*TASK BRIEF*
Within the entries below, every line containing "future" is to be copied.
*** EXTRACTED INFORMATION ***
//! Refresh cycle for one selected city.
//!
//! A refresh runs the observation and forecast retrievals concurrently and
//! publishes their merge as a new [`WeatherRecord`] snapshot. Every refresh
//! (and every city change) takes a fresh generation number; a result is only
//! published while its generation is still the newest, so a slow request can
//! never overwrite the outcome of a later one.

use std::sync::atomic::{AtomicU64, Ordering};

use tokio::sync::watch;

use crate::{
    error::RetrievalError,
    location::{self, LocationInfo},
    model::WeatherRecord,
    provider::WeatherSource,
    store::{self, KeyValueStore},
};

/// What happened to the result of a successful refresh.
#[derive(Debug, Clone, Copy, PartialEq, Eq)]
pub enum RefreshOutcome {
    Published,
    /// A newer refresh or city selection started first; the result was dropped.
    Superseded,
}

#[derive(Debug)]
pub struct WeatherFetcher {
    source: Box<dyn WeatherSource>,
    store: Box<dyn KeyValueStore>,
    location: &'static LocationInfo,
    generation: AtomicU64,
    record: watch::Sender<WeatherRecord>,
}

impl WeatherFetcher {
    pub fn new(
        source: Box<dyn WeatherSource>,
        store: Box<dyn KeyValueStore>,
        location: &'static LocationInfo,
    ) -> Self {
        let (record, _) = watch::channel(WeatherRecord::placeholder());
        Self {
            source,
            store,
            location,
            generation: AtomicU64::new(0),
            record,
        }
    }

    /// Start with the city saved in `store`, or the default city.
    pub fn restore(
        source: Box<dyn WeatherSource>,
        store: Box<dyn KeyValueStore>,
    ) -> anyhow::Result<Self> {
        let location = store::saved_city(&*store)?;
        tracing::debug!(city = location.city_name, "restored city");
        Ok(Self::new(source, store, location))
    }

    pub fn location(&self) -> &'static LocationInfo {
        self.location
    }

    pub fn snapshot(&self) -> WeatherRecord {
        self.record.borrow().clone()
    }

    pub fn subscribe(&self) -> watch::Receiver<WeatherRecord> {
        self.record.subscribe()
    }

    pub fn is_loading(&self) -> bool {
        self.record.borrow().is_loading
    }

    /// Switch to `city_name` (the default city if unknown) and persist the
    /// choice. The record is reset and in-flight refreshes become stale.
    pub fn select_city(&mut self, city_name: &str) -> anyhow::Result<&'static LocationInfo> {
        let location = location::resolve_or_default(city_name);
        store::save_city(&mut *self.store, location)?;

        self.generation.fetch_add(1, Ordering::SeqCst);
        self.location = location;
        self.record.send_replace(WeatherRecord::placeholder());

        tracing::info!(city = location.city_name, "city selected");
        Ok(location)
    }

    /// Fetch observation and forecast, then publish their merge.
    ///
    /// On failure the previous record is kept, the loading flag is cleared and
    /// the error is returned. Dropping the future before it completes also
    /// clears the loading flag.
    pub async fn refresh(&self) -> Result<RefreshOutcome, RetrievalError> {
        let generation = self.generation.fetch_add(1, Ordering::SeqCst) + 1;
        let location = self.location;

        self.record.send_modify(|rec| rec.is_loading = true);
        let _loading = LoadingGuard { fetcher: self, generation };

        let (observation, forecast) = tokio::try_join!(
            self.source.current_observation(location.station_name),
            self.source.forecast(location.forecast_area),
        )
        .inspect_err(|err| {
            tracing::warn!(city = location.city_name, generation, error = %err, "weather refresh failed");
        })?;

        let merged = WeatherRecord::merge(observation, forecast);
        let published = self.record.send_if_modified(|rec| {
            if !self.is_current(generation) {
                return false;
            }
            *rec = merged;
            true
        });

        if published {
            tracing::info!(city = location.city_name, generation, "weather refreshed");
            Ok(RefreshOutcome::Published)
        } else {
            tracing::debug!(generation, "discarding stale weather result");
            Ok(RefreshOutcome::Superseded)
        }
    }

    fn is_current(&self, generation: u64) -> bool {
        self.generation.load(Ordering::SeqCst) == generation
    }
}

/// Clears the loading flag when a refresh ends without publishing, whether it
/// failed or its future was dropped. A newer refresh keeps its own flag.
struct LoadingGuard<'a> {
    fetcher: &'a WeatherFetcher,
    generation: u64,
}

impl Drop for LoadingGuard<'_> {
    fn drop(&mut self) {
        self.fetcher.record.send_if_modified(|rec| {
            if !rec.is_loading || !self.fetcher.is_current(self.generation) {
                return false;
            }
            rec.is_loading = false;
            true
        });
    }
}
***
*WRITTEN REPLY*
    /// the error is returned. Dropping the future before it completes also
/// failed or its future was dropped. A newer refresh keeps its own flag.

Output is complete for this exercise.